Instructions for the task. Copy exactly the line containing "else if delta" and all lines after it, through the last line of the material below; omit everything before it.

Information given.
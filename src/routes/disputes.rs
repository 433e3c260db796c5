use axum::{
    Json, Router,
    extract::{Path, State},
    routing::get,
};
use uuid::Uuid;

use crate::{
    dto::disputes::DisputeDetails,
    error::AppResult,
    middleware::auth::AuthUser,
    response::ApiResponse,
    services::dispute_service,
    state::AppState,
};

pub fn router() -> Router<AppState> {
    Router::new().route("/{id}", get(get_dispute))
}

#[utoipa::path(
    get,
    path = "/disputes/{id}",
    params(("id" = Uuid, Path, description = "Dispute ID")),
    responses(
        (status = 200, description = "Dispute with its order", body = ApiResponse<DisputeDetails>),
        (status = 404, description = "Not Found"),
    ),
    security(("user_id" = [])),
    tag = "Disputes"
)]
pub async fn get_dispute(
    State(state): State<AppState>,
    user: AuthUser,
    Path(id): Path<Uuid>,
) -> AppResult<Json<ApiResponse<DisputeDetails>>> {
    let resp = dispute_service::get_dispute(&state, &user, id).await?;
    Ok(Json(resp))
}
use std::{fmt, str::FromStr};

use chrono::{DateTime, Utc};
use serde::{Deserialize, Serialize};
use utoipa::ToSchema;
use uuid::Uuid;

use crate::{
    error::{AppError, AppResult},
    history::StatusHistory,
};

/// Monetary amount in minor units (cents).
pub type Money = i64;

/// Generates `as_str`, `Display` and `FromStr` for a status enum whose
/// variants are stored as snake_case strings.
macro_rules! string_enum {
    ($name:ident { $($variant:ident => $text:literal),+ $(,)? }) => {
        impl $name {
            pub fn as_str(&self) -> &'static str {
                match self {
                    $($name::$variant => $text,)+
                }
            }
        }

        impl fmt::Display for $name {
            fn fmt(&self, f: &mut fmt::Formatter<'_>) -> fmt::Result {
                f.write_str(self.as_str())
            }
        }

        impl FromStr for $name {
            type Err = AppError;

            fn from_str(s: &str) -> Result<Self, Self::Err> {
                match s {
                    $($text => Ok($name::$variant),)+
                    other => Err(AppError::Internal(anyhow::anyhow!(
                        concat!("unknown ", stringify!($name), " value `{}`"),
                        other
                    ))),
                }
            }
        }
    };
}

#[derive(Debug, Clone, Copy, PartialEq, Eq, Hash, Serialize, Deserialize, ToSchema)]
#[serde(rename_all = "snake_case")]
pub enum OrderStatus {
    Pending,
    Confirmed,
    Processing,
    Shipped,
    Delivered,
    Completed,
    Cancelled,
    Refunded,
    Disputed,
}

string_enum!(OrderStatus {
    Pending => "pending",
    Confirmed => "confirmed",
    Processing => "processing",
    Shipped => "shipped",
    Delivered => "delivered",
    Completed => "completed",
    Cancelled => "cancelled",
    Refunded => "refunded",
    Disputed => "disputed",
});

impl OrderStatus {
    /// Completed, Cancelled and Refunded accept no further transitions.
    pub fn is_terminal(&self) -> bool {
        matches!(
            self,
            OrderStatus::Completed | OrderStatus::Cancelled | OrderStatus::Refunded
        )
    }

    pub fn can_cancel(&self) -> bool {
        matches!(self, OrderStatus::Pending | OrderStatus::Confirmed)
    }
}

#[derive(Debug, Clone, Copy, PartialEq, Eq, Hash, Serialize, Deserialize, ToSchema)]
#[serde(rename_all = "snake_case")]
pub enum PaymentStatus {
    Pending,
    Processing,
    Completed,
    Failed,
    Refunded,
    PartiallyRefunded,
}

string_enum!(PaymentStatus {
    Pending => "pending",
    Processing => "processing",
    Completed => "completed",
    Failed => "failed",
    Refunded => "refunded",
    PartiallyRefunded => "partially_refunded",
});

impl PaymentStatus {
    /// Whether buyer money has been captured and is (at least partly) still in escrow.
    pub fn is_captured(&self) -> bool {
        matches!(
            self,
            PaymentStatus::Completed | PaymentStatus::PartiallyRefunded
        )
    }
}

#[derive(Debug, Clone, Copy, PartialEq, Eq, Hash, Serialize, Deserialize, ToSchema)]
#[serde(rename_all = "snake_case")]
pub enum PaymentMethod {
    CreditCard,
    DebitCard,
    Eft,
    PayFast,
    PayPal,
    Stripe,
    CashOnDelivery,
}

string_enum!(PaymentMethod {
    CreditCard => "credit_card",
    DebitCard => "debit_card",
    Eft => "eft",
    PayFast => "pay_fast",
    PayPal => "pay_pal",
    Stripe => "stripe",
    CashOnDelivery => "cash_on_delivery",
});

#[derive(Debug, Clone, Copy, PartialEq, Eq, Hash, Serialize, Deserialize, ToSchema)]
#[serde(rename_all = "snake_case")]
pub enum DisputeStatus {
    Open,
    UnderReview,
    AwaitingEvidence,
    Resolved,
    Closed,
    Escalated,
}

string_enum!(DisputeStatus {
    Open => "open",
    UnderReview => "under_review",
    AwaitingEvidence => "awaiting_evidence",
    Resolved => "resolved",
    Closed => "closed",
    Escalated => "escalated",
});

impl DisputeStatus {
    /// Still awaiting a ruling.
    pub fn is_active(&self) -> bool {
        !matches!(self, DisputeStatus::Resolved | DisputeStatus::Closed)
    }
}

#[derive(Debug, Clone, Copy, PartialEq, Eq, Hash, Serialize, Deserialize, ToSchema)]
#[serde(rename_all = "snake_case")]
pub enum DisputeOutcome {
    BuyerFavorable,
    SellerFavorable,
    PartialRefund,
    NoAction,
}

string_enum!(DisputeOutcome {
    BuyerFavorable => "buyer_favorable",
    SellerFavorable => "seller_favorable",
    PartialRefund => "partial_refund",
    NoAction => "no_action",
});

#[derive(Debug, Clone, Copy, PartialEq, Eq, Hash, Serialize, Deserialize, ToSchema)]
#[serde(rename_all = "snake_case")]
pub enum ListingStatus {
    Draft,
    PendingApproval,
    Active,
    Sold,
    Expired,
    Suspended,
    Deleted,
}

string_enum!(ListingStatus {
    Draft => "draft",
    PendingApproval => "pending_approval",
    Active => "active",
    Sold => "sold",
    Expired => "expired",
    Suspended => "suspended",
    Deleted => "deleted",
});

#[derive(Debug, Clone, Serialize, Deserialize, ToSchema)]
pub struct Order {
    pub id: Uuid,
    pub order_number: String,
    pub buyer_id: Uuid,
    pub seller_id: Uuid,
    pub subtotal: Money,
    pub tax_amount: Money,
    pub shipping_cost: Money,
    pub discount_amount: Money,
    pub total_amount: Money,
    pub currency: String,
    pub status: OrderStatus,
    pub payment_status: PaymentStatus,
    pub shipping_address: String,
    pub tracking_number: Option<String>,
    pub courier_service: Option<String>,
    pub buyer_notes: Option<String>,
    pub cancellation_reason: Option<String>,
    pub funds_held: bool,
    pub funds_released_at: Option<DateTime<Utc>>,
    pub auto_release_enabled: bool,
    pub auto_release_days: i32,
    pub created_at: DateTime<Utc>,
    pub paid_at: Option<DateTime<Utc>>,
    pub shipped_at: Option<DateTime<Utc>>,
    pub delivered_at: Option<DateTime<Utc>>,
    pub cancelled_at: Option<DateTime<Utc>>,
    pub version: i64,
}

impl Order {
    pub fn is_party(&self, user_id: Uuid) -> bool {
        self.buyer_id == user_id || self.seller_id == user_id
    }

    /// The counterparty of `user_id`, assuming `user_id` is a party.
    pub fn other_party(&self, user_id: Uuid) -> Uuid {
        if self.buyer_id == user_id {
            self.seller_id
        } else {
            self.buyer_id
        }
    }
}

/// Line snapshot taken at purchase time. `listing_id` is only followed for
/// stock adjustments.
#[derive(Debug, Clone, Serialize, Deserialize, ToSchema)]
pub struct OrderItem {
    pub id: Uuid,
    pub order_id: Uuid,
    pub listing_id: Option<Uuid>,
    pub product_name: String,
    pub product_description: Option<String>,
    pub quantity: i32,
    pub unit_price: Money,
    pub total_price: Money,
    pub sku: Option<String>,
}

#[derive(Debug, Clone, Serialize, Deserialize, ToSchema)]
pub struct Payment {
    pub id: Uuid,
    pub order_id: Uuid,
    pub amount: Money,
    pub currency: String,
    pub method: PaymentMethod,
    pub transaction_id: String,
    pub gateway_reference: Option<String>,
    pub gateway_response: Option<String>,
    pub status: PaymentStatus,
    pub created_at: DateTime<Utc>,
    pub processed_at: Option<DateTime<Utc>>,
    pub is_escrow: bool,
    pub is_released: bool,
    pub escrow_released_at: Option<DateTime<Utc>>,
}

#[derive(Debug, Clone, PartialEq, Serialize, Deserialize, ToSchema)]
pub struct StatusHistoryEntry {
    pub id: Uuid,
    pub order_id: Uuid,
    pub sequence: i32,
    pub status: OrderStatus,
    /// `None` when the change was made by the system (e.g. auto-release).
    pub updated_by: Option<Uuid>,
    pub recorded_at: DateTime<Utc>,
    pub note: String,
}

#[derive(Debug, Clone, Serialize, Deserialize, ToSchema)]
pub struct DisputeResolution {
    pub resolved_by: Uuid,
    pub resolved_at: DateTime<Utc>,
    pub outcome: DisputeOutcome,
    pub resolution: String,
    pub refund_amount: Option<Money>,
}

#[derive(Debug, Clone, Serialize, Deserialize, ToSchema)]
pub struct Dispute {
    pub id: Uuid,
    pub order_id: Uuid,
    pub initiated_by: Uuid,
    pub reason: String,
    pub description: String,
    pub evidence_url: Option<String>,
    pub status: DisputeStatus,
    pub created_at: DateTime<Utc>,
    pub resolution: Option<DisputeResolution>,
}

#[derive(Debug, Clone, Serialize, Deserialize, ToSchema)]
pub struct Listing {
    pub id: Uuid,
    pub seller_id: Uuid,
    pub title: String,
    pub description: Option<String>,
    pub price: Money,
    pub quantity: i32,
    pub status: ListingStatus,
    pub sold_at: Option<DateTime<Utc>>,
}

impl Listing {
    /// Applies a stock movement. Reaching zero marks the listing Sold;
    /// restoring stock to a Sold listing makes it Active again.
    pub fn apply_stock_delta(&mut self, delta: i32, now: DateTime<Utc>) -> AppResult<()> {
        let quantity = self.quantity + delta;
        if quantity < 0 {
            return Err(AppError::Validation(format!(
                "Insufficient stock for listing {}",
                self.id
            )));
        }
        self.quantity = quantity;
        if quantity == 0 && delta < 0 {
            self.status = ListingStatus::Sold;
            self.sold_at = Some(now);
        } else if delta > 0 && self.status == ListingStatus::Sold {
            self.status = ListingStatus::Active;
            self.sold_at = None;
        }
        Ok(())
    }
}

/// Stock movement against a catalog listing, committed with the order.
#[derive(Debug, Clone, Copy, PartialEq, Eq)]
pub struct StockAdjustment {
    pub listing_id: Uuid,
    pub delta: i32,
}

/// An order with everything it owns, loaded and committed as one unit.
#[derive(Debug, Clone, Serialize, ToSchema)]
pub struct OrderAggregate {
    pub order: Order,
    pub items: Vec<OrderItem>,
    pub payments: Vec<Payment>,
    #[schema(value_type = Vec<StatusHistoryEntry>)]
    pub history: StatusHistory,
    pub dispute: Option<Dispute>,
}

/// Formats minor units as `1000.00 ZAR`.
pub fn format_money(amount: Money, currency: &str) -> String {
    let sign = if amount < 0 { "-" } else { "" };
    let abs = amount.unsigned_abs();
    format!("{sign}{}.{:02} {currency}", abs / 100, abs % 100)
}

Result of the task.
        } else if delta > 0 && self.status == ListingStatus::Sold {
            self.status = ListingStatus::Active;
            self.sold_at = None;
        }
        Ok(())
    }
}

/// Stock movement against a catalog listing, committed with the order.
#[derive(Debug, Clone, Copy, PartialEq, Eq)]
pub struct StockAdjustment {
    pub listing_id: Uuid,
    pub delta: i32,
}

/// An order with everything it owns, loaded and committed as one unit.
#[derive(Debug, Clone, Serialize, ToSchema)]
pub struct OrderAggregate {
    pub order: Order,
    pub items: Vec<OrderItem>,
    pub payments: Vec<Payment>,
    #[schema(value_type = Vec<StatusHistoryEntry>)]
    pub history: StatusHistory,
    pub dispute: Option<Dispute>,
}

/// Formats minor units as `1000.00 ZAR`.
pub fn format_money(amount: Money, currency: &str) -> String {
    let sign = if amount < 0 { "-" } else { "" };
    let abs = amount.unsigned_abs();
    format!("{sign}{}.{:02} {currency}", abs / 100, abs % 100)
}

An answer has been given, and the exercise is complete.